Bastaba presentarse en Miami y asegurar el compromiso con el derrocamiento con el régimen cubano, para cultivar el voto cubanoamericano y, a bajo costo, proyectar una imagen de firmeza en la confrontación con “los enemigos de Estados Unidos”. Por lo general, en este entorno ganaban los republicanos, porque el llamado “exilio histórico” los percibía como más decididos a aplicar las políticas más hostiles hacia Cuba, incluyendo la intervención militar.
En 2008 Barack Obama rompió con la tradición y anunció flexibilizar las restricciones a los viajes y las remesas a Cuba impuestas por la administración de George W. Bush, así como dijo estar dispuesto a negociar con el gobierno cubano. Ello le reportó beneficios dentro del electorado cubanoamericano que, en 2012, se tradujo en un margen de respaldo que alcanzó alrededor del 50 % de los votantes.
El restablecimiento de relaciones con Cuba completó este proceso y en la actualidad las encuestas muestran que la mayoría de los cubanoamericanos, así como el resto de los votantes norteamericanos, apoyan esta política, lo que explica la conveniencia de modificar el discurso y que ahora tampoco existan grandes diferencias entre los candidatos presidenciales respecto a este tema, aunque por razones complemente distintas al pasado.

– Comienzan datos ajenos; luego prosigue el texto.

//! # Pendant Analysis
//!
//! 悬滴形状分析：从液滴轮廓图像计算表面张力（纯函数，无硬件依赖）。
//!
//! ## 方法
//!
//! 选面法（selected plane）：测量液滴最大赤道直径 `De`，以及距顶点 `De`
//! 高度处的直径 `Ds`，形状因子 `S = Ds / De`。经验函数 `1/H(S)` 把形状因子
//! 换算成无量纲修正，表面张力为
//!
//! ```text
//! γ = ρ · g · (De · scale)² · 1/H(S)
//! ```
//!
//! 其中 ρ 单位 g/mL，scale 单位 mm/px，结果单位 mN/m。
//!
//! ## 模块
//!
//! - `shape_factor`: `1/H(S)` 分段经验公式
//! - `analyzer`: 图像处理流水线（模糊、边缘、轮廓、测量）
//! - `synthetic`: 合成悬滴图像（测试与仿真用）

pub mod analyzer;
pub mod shape_factor;
pub mod synthetic;

pub use analyzer::{AnalyzerConfig, DropAnalysis, DropShapeAnalyzer, FrameAnalyzer};
pub use shape_factor::{inverse_h, surface_tension};

use thiserror::Error;

/// 标准重力加速度（m/s²）
pub const GRAVITY: f64 = 9.80665;

/// 形状分析错误（只影响当前帧，不影响后续帧）
#[derive(Error, Debug, Clone, PartialEq)]
pub enum AnalysisError {
    #[error("Image is empty")]
    EmptyImage,

    /// 图像中没有可用轮廓
    #[error("No drop contour found")]
    NoContour,

    /// 液滴高度不足一个 De，无法取选面
    #[error("Drop too short for selected plane: height {height_px} px, De {de_px} px")]
    DropTooShort { height_px: u32, de_px: u32 },

    /// 选面处找不到两侧轮廓
    #[error("Could not locate both sides of the drop at the selected plane")]
    NeckNotFound,

    /// 形状因子超出经验公式的有效范围 (0.3, 1.0)
    #[error("Shape factor {0:.4} out of bounds (0.3, 1.0)")]
    ShapeFactorOutOfBounds(f64),

    #[error("Invalid analyzer configuration: {0}")]
    InvalidConfig(String),
}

La plataforma demócrata y el discurso de Hillary Clinton enfatizan la continuidad de esta política y aunque la plataforma republicana adoptó un lenguaje contrario a la misma, no parece que esta sea la posición de Donald Trump, al que incluso han acusado de explorar posibilidades de negocios en Cuba aprovechando la nueva coyuntura. Es posible predecir entonces que, cuando más, el tema cubano será traído a colación por Clinton para destacar un éxito de los demócratas, a lo que Trump quizás responda que él podía haberlo hecho mejor, como ha dicho hasta ahora, sin cuestionarse la estrategia.

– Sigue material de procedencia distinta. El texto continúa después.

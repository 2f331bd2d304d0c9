//! Mock 设备（无硬件依赖）
//!
//! - [`MockRobot`]: 记录所有命令，可以按命令类型注入一次性故障
//! - [`MockCamera`]: 用生成函数产生帧，可以在指定帧数之后模拟取帧超时

use crate::camera::{CameraDevice, CameraError};
use crate::robot::{LiquidCommand, RobotApi, WellLocation};
use crate::RobotError;
use image::RgbImage;
use parking_lot::Mutex;
use pendant_protocol::Offset;
use std::collections::VecDeque;
use std::time::Duration;

/// 机器人命令类型
#[derive(Debug, Clone, Copy, PartialEq, Eq)]
pub enum CommandKind {
    PickUpTip,
    DropTip,
    Aspirate,
    Dispense,
    MoveTo,
    Delay,
}

/// 已记录的机器人命令
#[derive(Debug, Clone, PartialEq)]
pub enum RobotCommand {
    PickUpTip {
        pipette_id: String,
        location: WellLocation,
        offset: Offset,
    },
    DropTip {
        pipette_id: String,
        location: Option<WellLocation>,
        offset: Offset,
    },
    Aspirate(LiquidCommand),
    Dispense(LiquidCommand),
    MoveTo {
        pipette_id: String,
        location: WellLocation,
        depth_mm: f64,
        offset: Offset,
        speed_mm_s: Option<f64>,
    },
    Delay(Duration),
}

impl RobotCommand {
    pub fn kind(&self) -> CommandKind {
        match self {
            RobotCommand::PickUpTip { .. } => CommandKind::PickUpTip,
            RobotCommand::DropTip { .. } => CommandKind::DropTip,
            RobotCommand::Aspirate(_) => CommandKind::Aspirate,
            RobotCommand::Dispense(_) => CommandKind::Dispense,
            RobotCommand::MoveTo { .. } => CommandKind::MoveTo,
            RobotCommand::Delay(_) => CommandKind::Delay,
        }
    }

    /// 命令作用的孔位（若有）
    pub fn location(&self) -> Option<&WellLocation> {
        match self {
            RobotCommand::PickUpTip { location, .. } | RobotCommand::MoveTo { location, .. } => {
                Some(location)
            },
            RobotCommand::DropTip { location, .. } => location.as_ref(),
            RobotCommand::Aspirate(cmd) | RobotCommand::Dispense(cmd) => Some(&cmd.location),
            RobotCommand::Delay(_) => None,
        }
    }
}

/// Mock 机器人
///
/// 所有命令立即成功并写入日志；`fail_next` 注入的故障在匹配的下一条命令上触发一次，
/// 触发故障的命令不会写入日志。
#[derive(Debug, Default)]
pub struct MockRobot {
    log: Mutex<Vec<RobotCommand>>,
    failures: Mutex<VecDeque<(CommandKind, RobotError)>>,
}

impl MockRobot {
    pub fn new() -> Self {
        Self::default()
    }

    /// 让下一条 `kind` 类型的命令失败
    pub fn fail_next(&self, kind: CommandKind, error: RobotError) {
        self.failures.lock().push_back((kind, error));
    }

    /// 已执行命令的快照
    pub fn commands(&self) -> Vec<RobotCommand> {
        self.log.lock().clone()
    }

    /// 某类命令的执行次数
    pub fn count(&self, kind: CommandKind) -> usize {
        self.log.lock().iter().filter(|c| c.kind() == kind).count()
    }

    /// 在指定耗材上执行过的某类命令次数
    pub fn count_at(&self, kind: CommandKind, labware_id: &str) -> usize {
        self.log
            .lock()
            .iter()
            .filter(|c| c.kind() == kind)
            .filter(|c| c.location().is_some_and(|l| l.labware_id == labware_id))
            .count()
    }

    pub fn clear(&self) {
        self.log.lock().clear();
    }

    fn execute(&self, command: RobotCommand) -> Result<(), RobotError> {
        let kind = command.kind();
        {
            let mut failures = self.failures.lock();
            if let Some(pos) = failures.iter().position(|(k, _)| *k == kind)
                && let Some((_, error)) = failures.remove(pos)
            {
                tracing::debug!("MockRobot: injected failure on {:?}: {}", kind, error);
                return Err(error);
            }
        }
        self.log.lock().push(command);
        Ok(())
    }
}

impl RobotApi for MockRobot {
    fn pick_up_tip(
        &self,
        pipette_id: &str,
        location: &WellLocation,
        offset: Offset,
    ) -> Result<(), RobotError> {
        self.execute(RobotCommand::PickUpTip {
            pipette_id: pipette_id.to_string(),
            location: location.clone(),
            offset,
        })
    }

    fn drop_tip(
        &self,
        pipette_id: &str,
        location: Option<&WellLocation>,
        offset: Offset,
    ) -> Result<(), RobotError> {
        self.execute(RobotCommand::DropTip {
            pipette_id: pipette_id.to_string(),
            location: location.cloned(),
            offset,
        })
    }

    fn aspirate(&self, command: &LiquidCommand) -> Result<(), RobotError> {
        self.execute(RobotCommand::Aspirate(command.clone()))
    }

    fn dispense(&self, command: &LiquidCommand) -> Result<(), RobotError> {
        self.execute(RobotCommand::Dispense(command.clone()))
    }

    fn move_to_well(
        &self,
        pipette_id: &str,
        location: &WellLocation,
        depth_mm: f64,
        offset: Offset,
        speed_mm_s: Option<f64>,
    ) -> Result<(), RobotError> {
        self.execute(RobotCommand::MoveTo {
            pipette_id: pipette_id.to_string(),
            location: location.clone(),
            depth_mm,
            offset,
            speed_mm_s,
        })
    }

    fn delay(&self, duration: Duration) -> Result<(), RobotError> {
        // 不真正等待
        self.execute(RobotCommand::Delay(duration))
    }
}

type FrameGenerator = Box<dyn FnMut(u64) -> RgbImage + Send>;

/// Mock 相机
///
/// 每次取帧调用生成函数（参数为帧序号），并按 `frame_interval` 模拟曝光耗时。
pub struct MockCamera {
    generator: FrameGenerator,
    frame_interval: Duration,
    timeout_after: Option<u64>,
    grabbed: u64,
}

impl MockCamera {
    pub fn new(generator: impl FnMut(u64) -> RgbImage + Send + 'static) -> Self {
        Self {
            generator: Box::new(generator),
            frame_interval: Duration::from_millis(5),
            timeout_after: None,
            grabbed: 0,
        }
    }

    /// 始终返回同一张图像
    pub fn constant(image: RgbImage) -> Self {
        Self::new(move |_| image.clone())
    }

    pub fn with_frame_interval(mut self, interval: Duration) -> Self {
        self.frame_interval = interval;
        self
    }

    /// 成功取 `frames` 帧之后，之后的每次取帧都超时
    pub fn with_timeout_after(mut self, frames: u64) -> Self {
        self.timeout_after = Some(frames);
        self
    }

    pub fn frames_grabbed(&self) -> u64 {
        self.grabbed
    }
}

impl CameraDevice for MockCamera {
    fn grab_next_frame(&mut self, timeout: Duration) -> Result<RgbImage, CameraError> {
        if let Some(limit) = self.timeout_after
            && self.grabbed >= limit
        {
            return Err(CameraError::Timeout(timeout));
        }
        if !self.frame_interval.is_zero() {
            std::thread::sleep(self.frame_interval.min(timeout));
        }
        let frame = (self.generator)(self.grabbed);
        self.grabbed += 1;
        Ok(frame)
    }

    fn name(&self) -> &str {
        "mock-camera"
    }
}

En el caso de las elecciones congresionales es de esperar que, por lo general, los republicanos traten de evitar el tema con tal de no apoyar la política gubernamental, toda vez que en muchos distritos agrícolas, donde cuentan con mayoría, la posibilidad de negocios con Cuba constituye un interés de importantes sectores de su propio electorado.

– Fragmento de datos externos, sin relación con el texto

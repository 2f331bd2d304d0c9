//! 悬滴相机（对外 API）

use crate::error::DriverError;
use crate::feed::FeedHandle;
use crate::metrics::{CameraMetrics, MetricsSnapshot};
use crate::pipeline::{PipelineConfig, ProcessJob, grab_loop, process_loop};
use crate::sink::{FrameSink, NullSink};
use crate::state::CameraContext;
use crossbeam_channel::Receiver;
use pendant_analysis::FrameAnalyzer;
use pendant_hal::CameraDevice;
use pendant_protocol::{Sample, TimeSeries};
use std::sync::Arc;
use std::sync::atomic::{AtomicBool, Ordering};
use std::thread::JoinHandle;
use std::time::{Duration, Instant};
use tracing::{Span, error, info, warn};

/// 带超时的 join
///
/// 超时返回原句柄，线程的返回值（例如相机设备）可以稍后再回收。
trait JoinTimeout: Sized {
    type Output;

    fn join_timeout(self, timeout: Duration) -> Result<std::thread::Result<Self::Output>, Self>;
}

impl<T> JoinTimeout for JoinHandle<T> {
    type Output = T;

    fn join_timeout(self, timeout: Duration) -> Result<std::thread::Result<T>, Self> {
        let deadline = Instant::now() + timeout;
        while !self.is_finished() {
            if Instant::now() >= deadline {
                return Err(self);
            }
            std::thread::sleep(Duration::from_millis(1));
        }
        Ok(self.join())
    }
}

/// 悬滴相机
///
/// 拥有相机设备、采集线程和处理线程。视频流（采集）与测量（处理）分别启停：
///
/// ```text
/// start_stream ─► initialize_measurement(well) ─► start_capture ─► ... ─► stop_capture ─► stop_stream
/// ```
///
/// 时间序列由处理线程通过通道发送，在 [`time_series`](Self::time_series) 时汇总。
pub struct PendantDropCamera {
    device: Option<Box<dyn CameraDevice>>,
    analyzer: Arc<dyn FrameAnalyzer>,
    sink: Arc<dyn FrameSink>,
    config: PipelineConfig,
    ctx: Arc<CameraContext>,
    metrics: Arc<CameraMetrics>,
    streaming: Arc<AtomicBool>,
    capturing: Arc<AtomicBool>,
    grab_thread: Option<JoinHandle<Box<dyn CameraDevice>>>,
    process_thread: Option<JoinHandle<()>>,
    /// 每次采集新建，旧处理线程的发送端随之失效
    sample_rx: Receiver<Sample>,
    series: TimeSeries,
    well_id: Option<String>,
    span: Span,
}

impl PendantDropCamera {
    /// 创建相机（不启动任何线程）
    ///
    /// 默认不保存快照（[`NullSink`]），默认配置见 [`PipelineConfig`]。
    pub fn new(device: impl CameraDevice + 'static, analyzer: Arc<dyn FrameAnalyzer>) -> Self {
        let (_, sample_rx) = crossbeam_channel::unbounded();
        Self {
            device: Some(Box::new(device)),
            analyzer,
            sink: Arc::new(NullSink),
            config: PipelineConfig::default(),
            ctx: Arc::new(CameraContext::new()),
            metrics: Arc::new(CameraMetrics::new()),
            streaming: Arc::new(AtomicBool::new(false)),
            capturing: Arc::new(AtomicBool::new(false)),
            grab_thread: None,
            process_thread: None,
            sample_rx,
            series: TimeSeries::new(),
            well_id: None,
            span: tracing::info_span!("camera"),
        }
    }

    pub fn with_sink(mut self, sink: Arc<dyn FrameSink>) -> Self {
        self.sink = sink;
        self
    }

    pub fn with_config(mut self, config: PipelineConfig) -> Self {
        self.config = config;
        self
    }

    /// 使用外部传入的日志 span，两个工作线程也在该 span 下记录日志
    pub fn with_span(mut self, span: Span) -> Self {
        self.span = span;
        self
    }

    /// 启动视频流（已在运行时直接返回）
    ///
    /// 上一次的采集线程还阻塞在取帧中时返回 [`DriverError::DeviceUnavailable`]，
    /// 稍后重试即可。
    pub fn start_stream(&mut self) -> Result<(), DriverError> {
        let span = self.span.clone();
        let _guard = span.enter();
        if self.is_streaming() {
            return Ok(());
        }
        self.config.validate()?;
        // 上一次视频流可能因故障退出或停止时未能及时退出，先回收设备
        self.reap_grab_thread();

        let device = self.device.take().ok_or(DriverError::DeviceUnavailable)?;
        self.ctx.clear_fault();
        self.streaming.store(true, Ordering::Release);

        let ctx = self.ctx.clone();
        let config = self.config.clone();
        let streaming = self.streaming.clone();
        let metrics = self.metrics.clone();
        let span = self.span.clone();
        let handle = std::thread::Builder::new()
            .name("pendant-grab".into())
            .spawn(move || span.in_scope(|| grab_loop(device, ctx, config, streaming, metrics)));
        match handle {
            Ok(handle) => {
                self.grab_thread = Some(handle);
                info!("Camera stream started");
                Ok(())
            },
            Err(e) => {
                // 设备已随闭包丢失
                self.streaming.store(false, Ordering::Release);
                error!("Failed to spawn grab thread: {}", e);
                Err(DriverError::Io(e))
            },
        }
    }

    /// 停止视频流并回收相机设备
    ///
    /// 最新帧寄存器被清空，下一次测量不会看到这次视频流的画面。
    pub fn stop_stream(&mut self) {
        let span = self.span.clone();
        let _guard = span.enter();
        self.streaming.store(false, Ordering::Release);
        if self.grab_thread.is_some() {
            self.reap_grab_thread();
            info!("Camera stream stopped");
        }
        self.ctx.latest_frame.store(None);
        self.ctx.latest_analysis.store(None);
    }

    fn reap_grab_thread(&mut self) {
        let Some(handle) = self.grab_thread.take() else {
            return;
        };
        let join_timeout = self.config.join_timeout();
        match handle.join_timeout(join_timeout) {
            Ok(Ok(device)) => self.device = Some(device),
            Ok(Err(_panic)) => error!("Grab thread panicked, camera device lost"),
            Err(handle) => {
                // 保留句柄，下次启动时再回收设备
                warn!(
                    "Grab thread still blocked after {:?}, device will be reclaimed later",
                    join_timeout
                );
                self.grab_thread = Some(handle);
            },
        }
    }

    pub fn is_streaming(&self) -> bool {
        self.streaming.load(Ordering::Acquire)
    }

    pub fn is_capturing(&self) -> bool {
        self.capturing.load(Ordering::Acquire)
    }

    /// 视频流故障原因（硬件超时等），视频流正常时为 `None`
    pub fn stream_fault(&self) -> Option<String> {
        self.ctx.fault_reason()
    }

    /// 开始新的测量：清空时间序列、记录孔位
    ///
    /// 采集进行中调用返回 [`DriverError::CaptureActive`]。
    pub fn initialize_measurement(&mut self, well_id: impl Into<String>) -> Result<(), DriverError> {
        let span = self.span.clone();
        let _guard = span.enter();
        if self.is_capturing() {
            return Err(DriverError::CaptureActive);
        }
        // 丢弃上一次测量残留在通道里的采样
        while self.sample_rx.try_recv().is_ok() {}
        self.series.clear();
        self.ctx.latest_analysis.store(None);
        let well_id = well_id.into();
        info!("Measurement initialized for {}", well_id);
        self.well_id = Some(well_id);
        Ok(())
    }

    /// 启动处理线程（已在运行时直接返回）
    pub fn start_capture(&mut self) -> Result<(), DriverError> {
        let span = self.span.clone();
        let _guard = span.enter();
        let well_id = self.well_id.clone().ok_or(DriverError::NotInitialized)?;
        if self.is_capturing() {
            warn!("Capture already running for {}", well_id);
            return Ok(());
        }
        // 处理线程可能因为通道关闭而提前退出
        self.reap_process_thread();
        self.drain_samples();

        // 新的停止标志和通道：没能及时退出的旧处理线程不会再写入这次采集
        let (sample_tx, sample_rx) = crossbeam_channel::unbounded();
        self.sample_rx = sample_rx;
        self.capturing = Arc::new(AtomicBool::new(true));
        let job = ProcessJob {
            well_id: well_id.clone(),
            started: Instant::now(),
            analyzer: self.analyzer.clone(),
            sink: self.sink.clone(),
            samples: sample_tx,
        };
        let ctx = self.ctx.clone();
        let config = self.config.clone();
        let capturing = self.capturing.clone();
        let metrics = self.metrics.clone();
        let span = self.span.clone();
        let handle = std::thread::Builder::new()
            .name("pendant-process".into())
            .spawn(move || span.in_scope(|| process_loop(job, ctx, config, capturing, metrics)));
        match handle {
            Ok(handle) => {
                self.process_thread = Some(handle);
                info!("Capture started for {}", well_id);
                Ok(())
            },
            Err(e) => {
                self.capturing.store(false, Ordering::Release);
                error!("Failed to spawn process thread: {}", e);
                Err(DriverError::Io(e))
            },
        }
    }

    /// 停止处理线程；已产生的采样保留在时间序列中
    pub fn stop_capture(&mut self) {
        let span = self.span.clone();
        let _guard = span.enter();
        self.capturing.store(false, Ordering::Release);
        if self.process_thread.is_some() {
            self.reap_process_thread();
            self.drain_samples();
            info!(
                "Capture stopped for {} ({} samples)",
                self.well_id.as_deref().unwrap_or("?"),
                self.series.len()
            );
        }
    }

    fn reap_process_thread(&mut self) {
        let Some(handle) = self.process_thread.take() else {
            return;
        };
        let join_timeout = self.config.join_timeout();
        match handle.join_timeout(join_timeout) {
            Ok(Ok(())) => {},
            Ok(Err(_panic)) => error!("Process thread panicked"),
            // 分离：它的停止标志已清除，通道在下次采集时被替换
            Err(_handle) => warn!(
                "Process thread still running after {:?}, detaching it",
                join_timeout
            ),
        }
    }

    fn drain_samples(&mut self) {
        self.series.extend(self.sample_rx.try_iter());
    }

    /// 当前测量的时间序列（先汇总通道中的新采样）
    pub fn time_series(&mut self) -> &TimeSeries {
        self.drain_samples();
        &self.series
    }

    /// 最近一个采样
    pub fn last_sample(&mut self) -> Option<Sample> {
        self.drain_samples();
        self.series.last().copied()
    }

    /// 取走时间序列（内部序列被清空）
    pub fn take_time_series(&mut self) -> TimeSeries {
        self.drain_samples();
        std::mem::take(&mut self.series)
    }

    pub fn well_id(&self) -> Option<&str> {
        self.well_id.as_deref()
    }

    /// 视频流句柄
    pub fn feed(&self) -> FeedHandle {
        FeedHandle::new(self.ctx.clone())
    }

    pub fn metrics(&self) -> MetricsSnapshot {
        self.metrics.snapshot()
    }

    pub fn config(&self) -> &PipelineConfig {
        &self.config
    }
}

impl Drop for PendantDropCamera {
    fn drop(&mut self) {
        self.stop_capture();
        self.stop_stream();
    }
}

La excepción será en algunos distritos del sur de La Florida, donde el tema de Cuba es inevitable e influye de manera significativa en la conducta de los electores de cubanoamericanos.
Todo indica que, a pesar de los cambios ocurridos en el electorado cubanoamericano, la maquinaria política local de la extrema derecha, vinculada básicamente a los republicanos, cuenta con fuerza suficiente para reelegir a sus representantes, los cuales constituyen el núcleo duro de la oposición a la política de Obama hacia Cuba en el Congreso de Estados Unidos.
No obstante, el simple hecho de que en las elecciones a este nivel aparezcan posiciones encontradas respecto a las relaciones con Cuba, ya constituye un cambio significativo si lo comparamos con el monolitismo existente en el pasado. Lo interesante, por tanto, será medir los márgenes que se expresarán en estas contiendas, con vista a evaluar el comportamiento de este electorado de cara al futuro.
En cualquier caso, ha cambiado la relación costo-beneficio que impera en las elecciones norteamericanas y las posiciones más hostiles hacia Cuba ahora tienen que enfrentar contrapesos muy poderosos, modificando de manera radical el balance de fuerzas respecto al tema cubano. Para Cuba, en esto radica la diferencia fundamental de estas elecciones respecto al pasado y justifica afirmar que estamos en presencia de un escenario inédito en la historia de los dos países.